For many couples going through a divorce, child custody is the most difficult issue that they must face. It's not the end of the world to have to part with your favorite blender or car, but not being able to see your children on a regular basis is a devastating thought for most parents. In order to make sure that you do what is right for your child and that you are able to see him or her, you need to protect your rights and hire an aggressive child custody lawyer at Cummings Law Firm to represent you in Waterbury, Danbury, Torrington and throughout the region.
Whether you decide to go through mediation and make a plan on your own, or you take your child custody battle to court, it is important that you are represented by someone who understands family law and who can help you get the child custody that you deserve.
Best Interests Of The Child
When it comes to child custody, it is important to remember that it isn't personal. A court will do what is in the best interest of your child, even if that makes you unhappy. If you are negotiating child custody terms on your own, you should keep this in mind and make sure you are putting your child's needs first.
Types Of Child Custody
There are two main types of child custody that you should consider when making this arrangement with your ex - physical custody and legal custody. What's more, full custody and joint custody can be awarded when it comes to physical and legal custody. Physical custody refers to where your child will live once the divorce is finalized. If you and your spouse are awarded joint physical custody, this means that your child will be allowed to live with you for part of the year, and your ex for the other part of the year. Physical custody plans can differ depending on your situation.

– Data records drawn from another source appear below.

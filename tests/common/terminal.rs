//! TUI testing utilities using Ratatui's TestBackend
//!
//! Provides helpers for rendering the app to a test buffer and converting
//! the output to strings for assertions.

use enroll::App;
use ratatui::{backend::TestBackend, buffer::Buffer, Terminal};

/// Create a test terminal with standard dimensions (80x24)
pub fn create_test_terminal() -> Terminal<TestBackend> {
    create_test_terminal_sized(80, 24)
}

/// Create a test terminal with custom dimensions
pub fn create_test_terminal_sized(width: u16, height: u16) -> Terminal<TestBackend> {
    let backend = TestBackend::new(width, height);
    Terminal::new(backend).expect("Failed to create test terminal")
}

/// Convert a buffer to a string, one line per row
pub fn buffer_to_string(buffer: &Buffer) -> String {
    let area = buffer.area;
    let mut output = String::new();

    for y in area.y..area.y + area.height {
        for x in area.x..area.x + area.width {
            if let Some(cell) = buffer.cell((x, y)) {
                output.push_str(cell.symbol());
            }
        }
        output.push('\n');
    }

    output
}

/// Render the app once on a wide terminal and return the screen text
pub fn render_app(app: &App) -> String {
    render_app_sized(app, 120, 30)
}

pub fn render_app_sized(app: &App, width: u16, height: u16) -> String {
    let mut terminal = create_test_terminal_sized(width, height);
    terminal
        .draw(|f| app.draw(f))
        .expect("Failed to draw app");
    buffer_to_string(terminal.backend().buffer())
}

/// Check if the rendered screen contains a string anywhere
pub fn screen_contains(app: &App, text: &str) -> bool {
    render_app(app).contains(text)
}

#[cfg(test)]
mod tests {
    use super::*;
    use ratatui::widgets::Paragraph;

    #[test]
    fn test_create_terminal() {
        let terminal = create_test_terminal();
        let size = terminal.size().unwrap();
        assert_eq!(size.width, 80);
        assert_eq!(size.height, 24);
    }

    #[test]
    fn test_buffer_to_string() {
        let mut terminal = create_test_terminal_sized(10, 3);
        terminal
            .draw(|f| {
                let para = Paragraph::new("Hello");
                f.render_widget(para, f.area());
            })
            .unwrap();

        let output = buffer_to_string(terminal.backend().buffer());
        assert!(output.starts_with("Hello"));
        assert_eq!(output.lines().count(), 3);
    }
}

- For example, your child might stay with you during the week and your ex on the weekends. Or, your child might live with your ex during the school year and you over the summer. There are many different ways to work out joint physical custody, and our child custody lawyer can help. If sole or full physical custody is given to one parent, this means that the child will live exclusively with him or her.
- The other type of custody, legal custody, refers to the ability to make legal decisions when it comes to your child. If you and your ex share legal custody, you will both have a say in things such as your child's medical treatment, education, religion, etc. If legal custody is only awarded to one parent, that parent will have full say over legal decisions that need to be made for the child.

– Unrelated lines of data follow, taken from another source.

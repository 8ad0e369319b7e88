//! Single-owner cell for the registration record

use super::form::RegistrationForm;

/// Holds the canonical [`RegistrationForm`].
///
/// The wizard controller owns the store and lends it to the active step.
/// Writes go through [`FormStore::update`], which replaces the whole record.
#[derive(Debug, Clone, Default)]
pub struct FormStore {
    form: RegistrationForm,
    revision: u64,
}

impl FormStore {
    pub fn new(form: RegistrationForm) -> Self {
        Self { form, revision: 0 }
    }

    /// Current record
    pub fn get(&self) -> &RegistrationForm {
        &self.form
    }

    /// Number of updates that changed the record
    pub fn revision(&self) -> u64 {
        self.revision
    }

    /// Produce a new record from the current one and install it
    pub fn update<F>(&mut self, f: F)
    where
        F: FnOnce(RegistrationForm) -> RegistrationForm,
    {
        let previous = std::mem::take(&mut self.form);
        let before = previous.clone();
        self.form = f(previous);
        if self.form != before {
            self.revision += 1;
            tracing::trace!(revision = self.revision, form = ?self.form, "Form updated");
        }
    }
}

#[cfg(test)]
mod tests {
    use super::*;
    use crate::data::Country;

    #[test]
    fn test_update_replaces_record() {
        let mut store = FormStore::default();
        store.update(|f| f.with_address("House 1, Street 2"));
        assert_eq!(store.get().complete_address, "House 1, Street 2");
        assert_eq!(store.revision(), 1);
    }

    #[test]
    fn test_unchanged_update_keeps_revision() {
        let mut store = FormStore::new(RegistrationForm::new(Country::India));
        store.update(|f| f);
        assert_eq!(store.revision(), 0);
        assert_eq!(store.get().country, Country::India);
    }
}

- The state of Connecticut defaults to joint custody when it comes to children in divorce. This is because the state recognizes the importance of a child growing up knowing both parents. For sole custody to be awarded to one parent, that parent will have to prove why the other parent should lose custody. If you want sole custody of your child, you will have to prove that your child's other parent is not fit to be a parent and that he or she has harmed your child in some way - be it physically, emotionally or sexually. Only if abuse or neglect is proven will the state award custody to one parent.

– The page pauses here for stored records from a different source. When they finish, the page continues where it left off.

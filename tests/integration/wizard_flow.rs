//! Step navigation, skip, and submit through the running app

use crossterm::event::KeyCode;
use enroll::config::Config;
use enroll::ui::App;
use enroll::wizard::{SKIP_MESSAGE, SUBMIT_MESSAGE};

use super::common::keys::{press, press_ctrl};
use super::common::terminal::{render_app, render_app_sized, screen_contains};

fn app() -> App {
    App::new(Config::default())
}

fn toast_messages(app: &App) -> Vec<String> {
    app.toasts().visible().map(|n| n.message.clone()).collect()
}

#[test]
fn test_first_screen() {
    let app = app();
    let screen = render_app(&app);
    assert!(screen.contains("Complete Your Registration"));
    assert!(screen.contains("Identity & Address"));
    assert!(screen.contains("Complete Address"));
    assert!(screen.contains("0%"));
    assert!(screen.contains("Continue →"));
    assert!(screen.contains("Skip Registration"));
    assert!(!screen.contains("Submit Registration"));
}

#[test]
fn test_first_screen_fits_small_terminal() {
    let app = app();
    let screen = render_app_sized(&app, 80, 24);
    assert!(screen.contains("Upload CNIC Photos"));
    assert!(screen.contains("CNIC Back"));
}

#[test]
fn test_continue_and_back() {
    let mut app = app();
    press_ctrl(&mut app, 'n');
    assert_eq!(app.controller().current_step(), 2);
    assert!(screen_contains(&app, "This is step 2 - Personal Details"));

    press_ctrl(&mut app, 'p');
    assert_eq!(app.controller().current_step(), 1);
    assert!(screen_contains(&app, "Complete Address"));
}

#[test]
fn test_back_on_first_step_is_noop() {
    let mut app = app();
    press_ctrl(&mut app, 'p');
    assert_eq!(app.controller().current_step(), 1);
}

#[test]
fn test_enter_continues_on_placeholder_steps() {
    let mut app = app();
    press_ctrl(&mut app, 'n');
    press(&mut app, KeyCode::Enter);
    assert_eq!(app.controller().current_step(), 3);
    assert!(screen_contains(&app, "This is step 3 - Verification"));
}

#[test]
fn test_submit_only_on_last_step() {
    let mut app = app();
    for _ in 0..3 {
        press_ctrl(&mut app, 'n');
    }
    assert!(app.controller().is_last_step());
    assert!(toast_messages(&app).is_empty());

    let screen = render_app(&app);
    assert!(screen.contains("Submit Registration"));
    assert!(screen.contains("100%"));

    press_ctrl(&mut app, 'n');
    assert_eq!(app.controller().current_step(), 4);
    assert_eq!(toast_messages(&app), vec![SUBMIT_MESSAGE.to_string()]);
    assert!(screen_contains(&app, SUBMIT_MESSAGE));
}

#[test]
fn test_skip_is_one_shot() {
    let mut app = app();
    press_ctrl(&mut app, 's');
    assert!(!app.controller().skip_visible());
    assert_eq!(app.controller().current_step(), 1);
    assert_eq!(toast_messages(&app), vec![SKIP_MESSAGE.to_string()]);
    assert!(!screen_contains(&app, "Skip Registration"));

    press_ctrl(&mut app, 's');
    assert_eq!(toast_messages(&app).len(), 1);
}

#[test]
fn test_skip_disabled_by_config() {
    let mut app = App::new(Config::default().with_show_skip(false));
    assert!(!screen_contains(&app, "Skip Registration"));
    press_ctrl(&mut app, 's');
    assert!(app.toasts().is_empty());
}

#[test]
fn test_toasts_expire_on_tick() {
    let mut app = app();
    press_ctrl(&mut app, 's');
    assert!(!app.toasts().is_empty());

    app.tick(std::time::Instant::now() + std::time::Duration::from_secs(10));
    assert!(app.toasts().is_empty());
}

#[test]
fn test_quit() {
    let mut app = app();
    assert!(!app.should_quit());
    press_ctrl(&mut app, 'q');
    assert!(app.should_quit());
}
//! Path prompt used to attach a document photo

use std::path::PathBuf;

use ratatui::{
    buffer::Buffer,
    layout::{Constraint, Layout, Rect},
    style::Style,
    text::{Line, Span},
    widgets::{Paragraph, Widget},
};

use crate::config::{KeyContext, KeybindingConfig};
use crate::data::{AttachmentError, FileAttachment, UploadSlot};
use crate::form::TextCursor;
use crate::ui::action::Action;

use super::dialog::{DialogFrame, StatusLine};
use super::key_hints::{hints_for, render_key_hints, KeyHintBarStyle};
use super::text_input::TextInput;
use super::{TEXT_MUTED, TEXT_PRIMARY, TEXT_SECONDARY};

/// State of the path prompt. Which slot it fills is tracked by the input mode.
#[derive(Debug, Clone, Default)]
pub struct FilePickerState {
    input: String,
    cursor: TextCursor,
    error: Option<String>,
}

impl FilePickerState {
    pub fn new() -> Self {
        Self::default()
    }

    /// Start a fresh prompt
    pub fn reset(&mut self) {
        *self = Self::default();
    }

    pub fn input(&self) -> &str {
        &self.input
    }

    pub fn error(&self) -> Option<&str> {
        self.error.as_deref()
    }

    pub fn cursor_position(&self) -> usize {
        self.cursor.position(&self.input)
    }

    /// Whether the typed path currently names a regular file
    pub fn points_at_file(&self) -> bool {
        !self.input.trim().is_empty() && self.expanded_path().is_file()
    }

    /// The typed path with a leading `~` expanded to the home directory
    pub fn expanded_path(&self) -> PathBuf {
        let input = self.input.trim();
        if let Some(rest) = input.strip_prefix('~') {
            if let Some(home) = dirs::home_dir() {
                return home.join(rest.trim_start_matches('/'));
            }
        }
        PathBuf::from(input)
    }

    /// Read the chosen file. An empty path means nothing was chosen.
    ///
    /// On failure the error is kept for display and the prompt stays usable.
    pub fn confirm(&mut self) -> Result<Option<FileAttachment>, AttachmentError> {
        if self.input.trim().is_empty() {
            return Ok(None);
        }
        match FileAttachment::from_path(&self.expanded_path()) {
            Ok(file) => {
                self.error = None;
                Ok(Some(file))
            }
            Err(e) => {
                self.error = Some(e.to_string());
                Err(e)
            }
        }
    }

    fn edit<F: FnOnce(&mut TextCursor, &str) -> String>(&mut self, f: F) {
        self.input = f(&mut self.cursor, &self.input);
        self.error = None;
    }

    pub fn insert_char(&mut self, c: char) {
        self.edit(|cursor, text| cursor.insert_char(text, c));
    }

    pub fn delete_char(&mut self) {
        self.edit(|cursor, text| cursor.delete_char(text));
    }

    pub fn delete_forward(&mut self) {
        self.edit(|cursor, text| cursor.delete_forward(text));
    }

    pub fn delete_word(&mut self) {
        self.edit(|cursor, text| cursor.delete_word(text));
    }

    pub fn delete_to_start(&mut self) {
        self.edit(|cursor, text| cursor.delete_to_start(text));
    }

    pub fn move_left(&mut self) {
        self.cursor.move_left(&self.input);
    }

    pub fn move_right(&mut self) {
        self.cursor.move_right(&self.input);
    }

    pub fn move_start(&mut self) {
        self.cursor.move_start();
    }

    pub fn move_end(&mut self) {
        self.cursor.move_end(&self.input);
    }
}

pub struct FilePicker<'a> {
    state: &'a FilePickerState,
    slot: UploadSlot,
    bindings: &'a KeybindingConfig,
}

impl<'a> FilePicker<'a> {
    pub fn new(state: &'a FilePickerState, slot: UploadSlot, bindings: &'a KeybindingConfig) -> Self {
        Self {
            state,
            slot,
            bindings,
        }
    }
}

impl Widget for FilePicker<'_> {
    fn render(self, area: Rect, buf: &mut Buffer) {
        let title = format!("Attach {}", self.slot.label());
        let inner = DialogFrame::new(&title, 64, 8).render(area, buf);

        let [label_area, input_area, status_area, _, hints_area] = Layout::vertical([
            Constraint::Length(1),
            Constraint::Length(1),
            Constraint::Length(1),
            Constraint::Length(1),
            Constraint::Length(1),
        ])
        .areas(inner);

        Paragraph::new(Line::from(Span::styled(
            "  Path to file:",
            Style::default().fg(TEXT_SECONDARY),
        )))
        .render(label_area, buf);

        let input_area = Rect {
            x: input_area.x + 2,
            width: input_area.width.saturating_sub(4),
            ..input_area
        };
        TextInput::new(self.state.input())
            .cursor(Some(self.state.cursor_position()))
            .placeholder("~/Pictures/document.jpg", Style::default().fg(TEXT_MUTED))
            .style(Style::default().fg(TEXT_PRIMARY))
            .render(input_area, buf);

        let status = match self.state.error() {
            Some(error) => StatusLine::new().error(error),
            None if self.state.points_at_file() => StatusLine::new().success("File found"),
            None => StatusLine::new(),
        };
        status.render(status_area, buf);

        let hints = hints_for(
            self.bindings,
            KeyContext::FilePicker,
            &[Action::Confirm, Action::Cancel],
        );
        render_key_hints(hints_area, buf, &hints, KeyHintBarStyle::instruction_bar());
    }
}

#[cfg(test)]
mod tests {
    use super::*;
    use std::io::Write;

    fn type_str(state: &mut FilePickerState, s: &str) {
        for c in s.chars() {
            state.insert_char(c);
        }
    }

    #[test]
    fn test_empty_path_chooses_nothing() {
        let mut state = FilePickerState::new();
        type_str(&mut state, "   ");
        assert!(state.confirm().unwrap().is_none());
    }

    #[test]
    fn test_confirm_reads_file() {
        let dir = tempfile::tempdir().unwrap();
        let path = dir.path().join("passport.jpg");
        std::fs::File::create(&path)
            .unwrap()
            .write_all(b"jpeg")
            .unwrap();

        let mut state = FilePickerState::new();
        type_str(&mut state, &path.display().to_string());
        assert!(state.points_at_file());
        let file = state.confirm().unwrap().unwrap();
        assert_eq!(file.name, "passport.jpg");
        assert_eq!(file.len(), 4);
    }

    #[test]
    fn test_missing_file_keeps_error_until_edit() {
        let dir = tempfile::tempdir().unwrap();
        let mut state = FilePickerState::new();
        type_str(&mut state, &dir.path().join("nope.png").display().to_string());
        assert!(state.confirm().is_err());
        assert!(state.error().is_some());

        state.delete_char();
        assert!(state.error().is_none());
    }

    #[test]
    fn test_tilde_expands_to_home() {
        let mut state = FilePickerState::new();
        type_str(&mut state, "~/doc.png");
        if let Some(home) = dirs::home_dir() {
            assert_eq!(state.expanded_path(), home.join("doc.png"));
        }
    }
}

- If you are not awarded physical custody of your child, you will probably be given visitation rights. This right will allow you to spend time with your child on a regular basis. In most cases, visitation is supervised by the state. Visits with your child must be planned in advance by your child's other parent and by the court. In some cases, a court-mandated supervisor will be present during these visits. In other cases, a responsible adult such as your child's other parent or a family member of yours will be present.
Do You Have More Questions? Talk To Us Today.
Child custody is not a factor in your divorce that you want to leave up to chance. Make sure that you build a strong case for getting custody of your child by hiring a trusting family law attorney. Call our office today at 203-754-7779 or contact us online to schedule an appointment.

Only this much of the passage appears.